EXCERPTED DATA section start

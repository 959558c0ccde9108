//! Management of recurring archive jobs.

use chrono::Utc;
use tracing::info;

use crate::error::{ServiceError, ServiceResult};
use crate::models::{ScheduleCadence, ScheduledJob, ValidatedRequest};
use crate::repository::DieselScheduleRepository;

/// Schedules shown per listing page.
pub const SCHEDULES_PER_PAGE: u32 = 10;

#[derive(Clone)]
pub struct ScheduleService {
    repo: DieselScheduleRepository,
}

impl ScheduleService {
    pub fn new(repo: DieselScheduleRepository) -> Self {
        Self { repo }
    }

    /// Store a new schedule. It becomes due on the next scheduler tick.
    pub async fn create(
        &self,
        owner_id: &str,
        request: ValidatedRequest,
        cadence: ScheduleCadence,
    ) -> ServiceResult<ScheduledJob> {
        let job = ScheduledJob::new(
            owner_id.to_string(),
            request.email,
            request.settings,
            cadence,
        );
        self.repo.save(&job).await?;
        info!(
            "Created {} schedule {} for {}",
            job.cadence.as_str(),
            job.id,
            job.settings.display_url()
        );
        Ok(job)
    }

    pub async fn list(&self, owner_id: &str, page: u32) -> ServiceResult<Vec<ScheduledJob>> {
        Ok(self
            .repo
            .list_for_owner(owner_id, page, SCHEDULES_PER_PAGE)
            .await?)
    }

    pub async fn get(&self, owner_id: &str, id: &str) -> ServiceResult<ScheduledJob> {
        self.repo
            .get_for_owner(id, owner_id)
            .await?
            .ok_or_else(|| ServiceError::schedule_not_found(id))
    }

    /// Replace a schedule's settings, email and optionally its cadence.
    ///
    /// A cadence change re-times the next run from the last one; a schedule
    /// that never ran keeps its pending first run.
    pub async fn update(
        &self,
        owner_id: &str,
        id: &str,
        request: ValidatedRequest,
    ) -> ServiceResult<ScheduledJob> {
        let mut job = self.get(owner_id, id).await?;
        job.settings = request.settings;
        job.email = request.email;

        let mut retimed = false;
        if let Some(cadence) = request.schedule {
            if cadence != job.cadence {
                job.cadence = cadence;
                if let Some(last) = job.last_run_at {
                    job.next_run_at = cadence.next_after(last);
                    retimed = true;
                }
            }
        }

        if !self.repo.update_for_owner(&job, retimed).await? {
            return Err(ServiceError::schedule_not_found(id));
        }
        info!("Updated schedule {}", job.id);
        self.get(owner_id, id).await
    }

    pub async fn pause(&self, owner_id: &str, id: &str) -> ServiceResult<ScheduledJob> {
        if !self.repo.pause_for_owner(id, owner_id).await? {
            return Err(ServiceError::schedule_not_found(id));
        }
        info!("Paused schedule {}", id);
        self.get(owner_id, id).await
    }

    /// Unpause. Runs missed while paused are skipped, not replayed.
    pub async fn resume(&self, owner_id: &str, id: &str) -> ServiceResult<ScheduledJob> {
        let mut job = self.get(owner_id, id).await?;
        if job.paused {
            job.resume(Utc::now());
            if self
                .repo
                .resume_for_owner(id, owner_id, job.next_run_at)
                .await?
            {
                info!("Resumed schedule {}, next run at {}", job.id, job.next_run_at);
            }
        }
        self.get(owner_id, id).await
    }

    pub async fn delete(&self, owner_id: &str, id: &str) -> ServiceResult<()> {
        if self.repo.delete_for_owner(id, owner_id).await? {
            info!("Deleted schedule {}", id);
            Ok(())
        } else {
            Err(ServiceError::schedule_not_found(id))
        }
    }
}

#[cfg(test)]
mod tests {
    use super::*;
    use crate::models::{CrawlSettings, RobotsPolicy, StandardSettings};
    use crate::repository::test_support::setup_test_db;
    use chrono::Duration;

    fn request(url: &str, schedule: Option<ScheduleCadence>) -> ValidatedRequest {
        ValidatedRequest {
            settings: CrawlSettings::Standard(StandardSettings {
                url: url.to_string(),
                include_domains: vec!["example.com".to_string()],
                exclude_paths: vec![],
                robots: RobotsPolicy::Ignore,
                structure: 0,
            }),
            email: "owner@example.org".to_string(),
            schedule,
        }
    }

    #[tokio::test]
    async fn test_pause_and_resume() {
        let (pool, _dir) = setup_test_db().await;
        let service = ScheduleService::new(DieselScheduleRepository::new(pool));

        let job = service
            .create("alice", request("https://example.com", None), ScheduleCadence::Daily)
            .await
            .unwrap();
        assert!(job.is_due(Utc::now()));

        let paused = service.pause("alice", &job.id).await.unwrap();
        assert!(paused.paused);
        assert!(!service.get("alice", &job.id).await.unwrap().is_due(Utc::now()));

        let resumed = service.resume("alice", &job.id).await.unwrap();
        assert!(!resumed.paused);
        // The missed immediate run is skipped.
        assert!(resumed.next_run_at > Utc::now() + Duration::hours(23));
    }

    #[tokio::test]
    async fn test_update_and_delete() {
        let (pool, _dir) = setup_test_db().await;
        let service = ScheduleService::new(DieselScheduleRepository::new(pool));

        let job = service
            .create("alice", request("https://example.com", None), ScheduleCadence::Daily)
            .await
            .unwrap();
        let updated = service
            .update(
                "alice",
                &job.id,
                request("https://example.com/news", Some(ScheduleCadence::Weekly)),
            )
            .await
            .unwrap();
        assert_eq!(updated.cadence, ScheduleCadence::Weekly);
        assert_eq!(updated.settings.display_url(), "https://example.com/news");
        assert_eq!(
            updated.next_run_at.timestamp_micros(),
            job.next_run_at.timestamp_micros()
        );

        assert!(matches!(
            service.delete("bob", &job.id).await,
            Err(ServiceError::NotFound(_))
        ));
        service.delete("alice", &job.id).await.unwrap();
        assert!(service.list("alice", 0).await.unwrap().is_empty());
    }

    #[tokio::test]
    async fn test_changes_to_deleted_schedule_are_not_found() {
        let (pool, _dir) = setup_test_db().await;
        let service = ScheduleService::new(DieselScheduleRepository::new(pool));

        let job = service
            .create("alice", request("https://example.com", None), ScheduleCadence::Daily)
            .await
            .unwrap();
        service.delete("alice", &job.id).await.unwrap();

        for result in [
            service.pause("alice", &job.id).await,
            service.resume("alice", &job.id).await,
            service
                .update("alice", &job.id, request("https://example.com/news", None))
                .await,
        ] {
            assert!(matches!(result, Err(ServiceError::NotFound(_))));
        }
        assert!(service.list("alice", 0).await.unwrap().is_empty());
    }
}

EXCERPTED DATA section end
EXCERPTED DATA section start

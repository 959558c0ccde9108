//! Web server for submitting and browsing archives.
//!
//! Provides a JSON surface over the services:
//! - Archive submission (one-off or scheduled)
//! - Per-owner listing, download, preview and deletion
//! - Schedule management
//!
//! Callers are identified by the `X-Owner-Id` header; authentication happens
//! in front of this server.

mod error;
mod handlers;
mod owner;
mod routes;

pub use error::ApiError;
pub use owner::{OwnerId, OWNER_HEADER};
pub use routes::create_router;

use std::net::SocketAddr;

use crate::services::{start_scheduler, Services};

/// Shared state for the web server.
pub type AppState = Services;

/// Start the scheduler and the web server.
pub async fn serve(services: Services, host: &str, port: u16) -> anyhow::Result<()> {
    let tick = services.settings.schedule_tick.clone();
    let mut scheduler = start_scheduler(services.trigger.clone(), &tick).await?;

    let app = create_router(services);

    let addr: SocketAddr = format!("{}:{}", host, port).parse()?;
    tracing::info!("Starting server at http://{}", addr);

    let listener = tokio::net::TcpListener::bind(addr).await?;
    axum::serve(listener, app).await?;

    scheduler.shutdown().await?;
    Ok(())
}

EXCERPTED DATA section end

EXERCISE BRIEF: Search the data for the word "crate" and report how many lines include it, with the number alone.

EXERCISE SOLUTION: 6